» Exercise brief: Among the lines below, copy each one in which "Path" appears.

== Listed records

use std::collections::HashMap;
use std::path::Path;

use anyhow::anyhow;
use async_trait::async_trait;

use super::{Authenticator, LoginRequest, ReturnCode};
use crate::Result;

/// Checks credentials against an in-memory table merged from the
/// configuration mapping and an optional CSV file.
pub struct PlainAuthenticator {
    credentials: HashMap<String, String>,
}

impl PlainAuthenticator {
    pub fn new(
        credentials: HashMap<String, String>,
        credentials_file: Option<&str>,
    ) -> Result<PlainAuthenticator> {
        let mut merged = credentials;
        if let Some(filename) = credentials_file {
            if !filename.is_empty() {
                let content = std::fs::read_to_string(Path::new(filename))
                    .map_err(|e| anyhow!("open credentials file '{}', {}", filename, e))?;
                merged.extend(credentials_from_csv(&content)?);
            }
        }
        Ok(PlainAuthenticator { credentials: merged })
    }
}

/// Headerless two-column CSV: `username,password`. Lines starting with `#`
/// are comments, leading whitespace in fields is trimmed, anything other
/// than exactly two fields per record is an error.
fn credentials_from_csv(content: &str) -> Result<HashMap<String, String>> {
    let mut credentials = HashMap::new();
    for line in content.lines() {
        let line = line.trim_start();
        if line.is_empty() || line.starts_with('#') {
            continue;
        }
        let fields: Vec<&str> = line.split(',').map(|f| f.trim_start()).collect();
        if fields.len() != 2 {
            return Err(anyhow!("csv record username,password expected but got '{}'", line));
        }
        credentials.insert(fields[0].to_string(), fields[1].to_string());
    }
    Ok(credentials)
}

#[async_trait]
impl Authenticator for PlainAuthenticator {
    fn name(&self) -> &'static str {
        "plain"
    }

    async fn login(&self, request: &LoginRequest) -> Result<ReturnCode> {
        match self.credentials.get(&request.username) {
            // an empty stored password matches nothing
            Some(password) if !password.is_empty() && *password == request.password => {
                Ok(ReturnCode::Accepted)
            }
            _ => Ok(ReturnCode::RefusedNotAuthorized),
        }
    }
}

====

» Response area:
use std::path::Path;
                let content = std::fs::read_to_string(Path::new(filename))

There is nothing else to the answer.